| What to produce |
Only lines that contain the string "utils" should be returned from the material below.

| Data for the task |
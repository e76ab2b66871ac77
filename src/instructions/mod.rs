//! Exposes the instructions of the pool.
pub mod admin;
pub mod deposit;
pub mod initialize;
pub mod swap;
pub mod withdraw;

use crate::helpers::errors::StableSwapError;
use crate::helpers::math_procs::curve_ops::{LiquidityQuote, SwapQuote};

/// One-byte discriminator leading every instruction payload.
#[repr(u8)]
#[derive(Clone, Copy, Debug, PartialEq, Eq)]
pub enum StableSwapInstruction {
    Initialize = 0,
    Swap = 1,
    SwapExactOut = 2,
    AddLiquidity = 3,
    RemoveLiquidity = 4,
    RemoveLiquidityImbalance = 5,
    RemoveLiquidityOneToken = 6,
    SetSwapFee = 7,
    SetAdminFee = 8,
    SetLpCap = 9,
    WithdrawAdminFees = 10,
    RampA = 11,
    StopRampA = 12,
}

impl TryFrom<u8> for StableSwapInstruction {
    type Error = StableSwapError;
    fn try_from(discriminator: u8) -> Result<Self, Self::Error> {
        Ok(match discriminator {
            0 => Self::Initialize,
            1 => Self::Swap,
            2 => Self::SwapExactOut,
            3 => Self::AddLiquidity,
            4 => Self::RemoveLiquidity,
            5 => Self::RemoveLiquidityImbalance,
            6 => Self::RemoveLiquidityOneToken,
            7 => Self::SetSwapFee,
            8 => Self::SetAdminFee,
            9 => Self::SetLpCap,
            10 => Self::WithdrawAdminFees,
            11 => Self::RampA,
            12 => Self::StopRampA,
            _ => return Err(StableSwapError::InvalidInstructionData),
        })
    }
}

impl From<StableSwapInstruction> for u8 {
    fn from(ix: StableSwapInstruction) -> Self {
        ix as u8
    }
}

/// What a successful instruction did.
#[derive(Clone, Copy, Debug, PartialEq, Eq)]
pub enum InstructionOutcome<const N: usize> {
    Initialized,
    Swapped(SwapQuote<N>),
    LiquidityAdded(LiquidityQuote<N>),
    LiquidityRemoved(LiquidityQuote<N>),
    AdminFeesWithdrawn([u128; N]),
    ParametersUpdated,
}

==

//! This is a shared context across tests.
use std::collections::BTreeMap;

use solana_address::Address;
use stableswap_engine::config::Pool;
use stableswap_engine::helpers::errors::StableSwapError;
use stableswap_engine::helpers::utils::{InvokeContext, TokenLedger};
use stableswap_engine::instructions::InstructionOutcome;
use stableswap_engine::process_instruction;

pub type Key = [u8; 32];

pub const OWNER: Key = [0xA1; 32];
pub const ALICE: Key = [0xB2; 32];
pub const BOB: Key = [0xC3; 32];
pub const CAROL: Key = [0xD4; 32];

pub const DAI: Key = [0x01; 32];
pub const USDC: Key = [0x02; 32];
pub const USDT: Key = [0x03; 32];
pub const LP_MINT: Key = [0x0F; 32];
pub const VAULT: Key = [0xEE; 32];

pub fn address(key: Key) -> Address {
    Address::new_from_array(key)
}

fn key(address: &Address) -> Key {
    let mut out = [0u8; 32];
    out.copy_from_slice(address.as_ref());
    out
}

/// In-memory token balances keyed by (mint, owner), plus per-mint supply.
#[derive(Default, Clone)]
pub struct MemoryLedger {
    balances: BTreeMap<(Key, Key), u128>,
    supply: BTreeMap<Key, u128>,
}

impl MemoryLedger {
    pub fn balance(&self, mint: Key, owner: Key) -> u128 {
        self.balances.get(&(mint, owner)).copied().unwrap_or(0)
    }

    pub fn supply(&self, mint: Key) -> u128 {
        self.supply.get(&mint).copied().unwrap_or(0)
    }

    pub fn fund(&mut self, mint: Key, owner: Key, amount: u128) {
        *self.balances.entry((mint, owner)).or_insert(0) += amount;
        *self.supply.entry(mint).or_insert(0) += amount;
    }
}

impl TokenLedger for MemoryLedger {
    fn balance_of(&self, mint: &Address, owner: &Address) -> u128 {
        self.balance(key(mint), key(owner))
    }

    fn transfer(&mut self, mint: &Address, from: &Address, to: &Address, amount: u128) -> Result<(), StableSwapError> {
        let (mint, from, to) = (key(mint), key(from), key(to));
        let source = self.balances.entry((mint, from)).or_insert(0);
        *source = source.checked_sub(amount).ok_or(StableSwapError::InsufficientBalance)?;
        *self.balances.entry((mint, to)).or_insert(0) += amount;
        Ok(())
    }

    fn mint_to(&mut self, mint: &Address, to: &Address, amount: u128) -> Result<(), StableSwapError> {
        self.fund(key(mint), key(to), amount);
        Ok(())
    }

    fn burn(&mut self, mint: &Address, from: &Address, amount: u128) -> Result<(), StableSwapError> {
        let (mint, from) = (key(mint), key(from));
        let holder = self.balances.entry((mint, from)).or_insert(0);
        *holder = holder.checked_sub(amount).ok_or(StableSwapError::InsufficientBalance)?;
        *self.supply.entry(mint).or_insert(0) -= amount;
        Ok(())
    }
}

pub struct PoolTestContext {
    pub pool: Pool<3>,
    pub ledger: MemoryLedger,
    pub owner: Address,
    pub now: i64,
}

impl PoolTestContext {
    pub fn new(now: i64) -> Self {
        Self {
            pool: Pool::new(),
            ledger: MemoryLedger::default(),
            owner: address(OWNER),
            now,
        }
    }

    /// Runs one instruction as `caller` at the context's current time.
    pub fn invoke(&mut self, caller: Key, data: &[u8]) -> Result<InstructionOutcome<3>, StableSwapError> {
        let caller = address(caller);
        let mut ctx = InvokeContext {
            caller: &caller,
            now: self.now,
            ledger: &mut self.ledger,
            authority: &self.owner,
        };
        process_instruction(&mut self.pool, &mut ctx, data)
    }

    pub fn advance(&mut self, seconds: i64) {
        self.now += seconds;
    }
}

---

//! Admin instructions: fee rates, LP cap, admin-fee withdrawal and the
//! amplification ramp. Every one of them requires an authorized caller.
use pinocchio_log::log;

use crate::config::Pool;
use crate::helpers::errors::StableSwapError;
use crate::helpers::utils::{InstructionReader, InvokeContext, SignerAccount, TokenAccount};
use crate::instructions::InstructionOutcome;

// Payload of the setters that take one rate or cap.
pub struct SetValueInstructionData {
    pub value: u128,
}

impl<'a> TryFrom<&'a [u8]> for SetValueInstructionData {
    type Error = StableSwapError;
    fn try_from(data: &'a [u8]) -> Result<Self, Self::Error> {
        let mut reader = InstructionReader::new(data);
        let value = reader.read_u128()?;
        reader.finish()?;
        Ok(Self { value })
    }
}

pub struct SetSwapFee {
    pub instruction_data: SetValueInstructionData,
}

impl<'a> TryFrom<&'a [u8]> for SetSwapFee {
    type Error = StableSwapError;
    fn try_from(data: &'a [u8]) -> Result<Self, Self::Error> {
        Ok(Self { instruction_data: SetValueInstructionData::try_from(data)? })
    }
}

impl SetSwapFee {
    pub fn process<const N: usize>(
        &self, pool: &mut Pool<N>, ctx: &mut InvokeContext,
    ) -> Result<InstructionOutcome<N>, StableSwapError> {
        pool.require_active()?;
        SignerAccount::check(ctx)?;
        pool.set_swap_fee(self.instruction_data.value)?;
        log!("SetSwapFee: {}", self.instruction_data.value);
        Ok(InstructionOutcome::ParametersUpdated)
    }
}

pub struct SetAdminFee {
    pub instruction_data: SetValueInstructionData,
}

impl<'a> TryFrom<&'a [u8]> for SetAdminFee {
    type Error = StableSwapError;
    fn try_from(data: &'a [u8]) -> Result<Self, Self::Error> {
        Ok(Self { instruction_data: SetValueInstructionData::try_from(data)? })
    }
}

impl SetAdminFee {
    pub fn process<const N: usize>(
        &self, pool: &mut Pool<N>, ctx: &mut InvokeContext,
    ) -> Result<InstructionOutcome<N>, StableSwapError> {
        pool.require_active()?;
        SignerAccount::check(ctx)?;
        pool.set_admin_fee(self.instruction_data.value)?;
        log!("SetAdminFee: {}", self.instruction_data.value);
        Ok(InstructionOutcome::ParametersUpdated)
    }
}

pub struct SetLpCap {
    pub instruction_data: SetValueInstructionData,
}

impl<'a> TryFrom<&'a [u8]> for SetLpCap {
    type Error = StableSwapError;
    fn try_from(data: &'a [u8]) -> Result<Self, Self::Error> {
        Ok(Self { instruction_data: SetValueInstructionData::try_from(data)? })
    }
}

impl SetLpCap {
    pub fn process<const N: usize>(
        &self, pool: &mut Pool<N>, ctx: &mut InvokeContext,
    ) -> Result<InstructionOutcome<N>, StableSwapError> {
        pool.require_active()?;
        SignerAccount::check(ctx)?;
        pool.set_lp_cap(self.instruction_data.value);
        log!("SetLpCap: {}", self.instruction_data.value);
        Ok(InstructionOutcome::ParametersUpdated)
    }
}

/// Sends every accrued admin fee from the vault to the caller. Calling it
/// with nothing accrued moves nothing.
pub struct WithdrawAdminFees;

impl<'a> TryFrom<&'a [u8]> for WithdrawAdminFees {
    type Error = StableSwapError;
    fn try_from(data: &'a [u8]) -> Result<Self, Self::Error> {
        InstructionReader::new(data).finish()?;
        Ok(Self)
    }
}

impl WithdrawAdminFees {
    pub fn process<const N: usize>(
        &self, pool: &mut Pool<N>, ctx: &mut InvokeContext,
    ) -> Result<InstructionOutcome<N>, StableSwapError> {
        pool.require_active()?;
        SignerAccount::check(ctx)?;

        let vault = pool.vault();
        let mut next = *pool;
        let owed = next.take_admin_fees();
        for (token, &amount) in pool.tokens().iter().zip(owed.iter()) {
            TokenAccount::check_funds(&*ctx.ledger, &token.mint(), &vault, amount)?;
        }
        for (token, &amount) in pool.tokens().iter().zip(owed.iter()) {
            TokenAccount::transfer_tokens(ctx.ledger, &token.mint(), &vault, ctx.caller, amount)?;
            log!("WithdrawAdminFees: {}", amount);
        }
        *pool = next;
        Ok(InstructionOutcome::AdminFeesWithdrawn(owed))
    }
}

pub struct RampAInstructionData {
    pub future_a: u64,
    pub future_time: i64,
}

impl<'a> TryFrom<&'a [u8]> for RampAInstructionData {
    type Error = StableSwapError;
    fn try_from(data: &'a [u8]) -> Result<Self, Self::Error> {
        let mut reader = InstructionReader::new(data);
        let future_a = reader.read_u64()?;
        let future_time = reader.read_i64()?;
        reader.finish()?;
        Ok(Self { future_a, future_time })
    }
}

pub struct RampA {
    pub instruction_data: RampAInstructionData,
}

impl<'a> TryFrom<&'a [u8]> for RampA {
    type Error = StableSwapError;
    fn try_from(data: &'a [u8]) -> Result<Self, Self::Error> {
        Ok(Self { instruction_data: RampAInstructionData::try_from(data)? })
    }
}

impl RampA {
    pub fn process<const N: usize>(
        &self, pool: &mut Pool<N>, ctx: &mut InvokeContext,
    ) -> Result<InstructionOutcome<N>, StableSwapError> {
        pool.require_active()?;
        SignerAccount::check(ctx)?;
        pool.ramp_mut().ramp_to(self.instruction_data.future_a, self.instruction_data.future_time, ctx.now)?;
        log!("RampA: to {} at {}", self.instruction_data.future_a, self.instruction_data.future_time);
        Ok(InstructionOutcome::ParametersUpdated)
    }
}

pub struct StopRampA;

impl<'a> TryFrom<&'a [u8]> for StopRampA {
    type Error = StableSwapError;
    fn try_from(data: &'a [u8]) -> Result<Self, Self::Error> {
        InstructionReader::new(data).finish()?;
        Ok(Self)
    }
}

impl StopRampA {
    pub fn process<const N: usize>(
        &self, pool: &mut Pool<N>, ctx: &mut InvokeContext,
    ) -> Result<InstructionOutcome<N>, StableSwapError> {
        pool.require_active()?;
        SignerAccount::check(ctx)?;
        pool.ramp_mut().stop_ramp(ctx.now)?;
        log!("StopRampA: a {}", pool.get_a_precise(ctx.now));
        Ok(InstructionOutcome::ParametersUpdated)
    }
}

| The answer |
use stableswap_engine::helpers::utils::{InvokeContext, TokenLedger};
use crate::helpers::utils::{InstructionReader, InvokeContext, SignerAccount, TokenAccount};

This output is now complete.